Raewyn had to ask for directions multiple times to find her way back to the inn. She knew her room step for step, having mapped it out, and now she knew it by pure memory. It was small and modest, but that was fine with her. She didn’t need anything lavish.
Thankfully, the inn was the most well-known one nearest to the western gate and was easy to find. She was walking back along a path she wasn’t particularly familiar with, but apparently, she’d find it on the right if she kept going. Once she was in its direct vicinity, she should be able to locate it by the smell of alcohol that permeated the air from the tavern taking up its bottom half.
She brushed the back of her hand over every surface to find her way, making sure she didn’t carelessly bump into anything. She tripped a few times, but she was so used to that now, she was quick to right herself.
The once-clumsy Raewyn was now one of the sturdiest people on her feet, even more so when she wasn’t forced to wear shoes to fit in with weird people who liked to cover them.
Okay. So, the stranger said he’d be leaving early in the morning in two days from the south gate.If she couldn’t find him again, she’d just wait at the gate, packed and ready to go. She already got the impression that if she met him there empty-handed, he’d leave her behind.
She weighed the probabilities, already formulating excuses to any rejection he could give her so she could be prepared. Shewouldbe going with him, even if she had to wrap her hand around his ankle and drag along behind him.
No good person would leave her to wander the forest by herself if she just casually followed him out of the gate. She didn’t care if he hated her the entire time.
She leaned her shoulder against the wall of the somewhat quiet street she found herself on, wishing things were easier. Then, she turned so she could place her back against it, willing for just a small shred of hope.

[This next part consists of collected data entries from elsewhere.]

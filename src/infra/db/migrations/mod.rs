//! Database migrations.
//!
//! Each migration is a separate module following SeaORM conventions.
//! Migration names follow the pattern: m{YYYYMMDD}_{NNNNNN}_{description}

use sea_orm_migration::prelude::*;

mod m20240101_000001_create_users_table;
mod m20240101_000002_create_profile_tables;
mod m20240101_000003_create_directory_tables;
mod m20240101_000004_create_audit_log_table;

pub struct Migrator;

#[async_trait::async_trait]
impl MigratorTrait for Migrator {
    fn migrations() -> Vec<Box<dyn MigrationTrait>> {
        vec![
            Box::new(m20240101_000001_create_users_table::Migration),
            Box::new(m20240101_000002_create_profile_tables::Migration),
            Box::new(m20240101_000003_create_directory_tables::Migration),
            Box::new(m20240101_000004_create_audit_log_table::Migration),
        ]
    }
}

The town was beginning to feel like a prison. For Raewyn, who was a free spirit by nature, it was becoming unbearable.
I’m worried that the longer I stay here, the likelier it is I’ll be targeted.How long would it be before Raewyn had to beat the heck out of someone to protect herself, where it would be discovered that she wasn’t ‘normal’ to them?
Despite this, she wasn’t the kind of person to weep. She was used to high stakes and high pressure; it was just the unfamiliarity getting to her.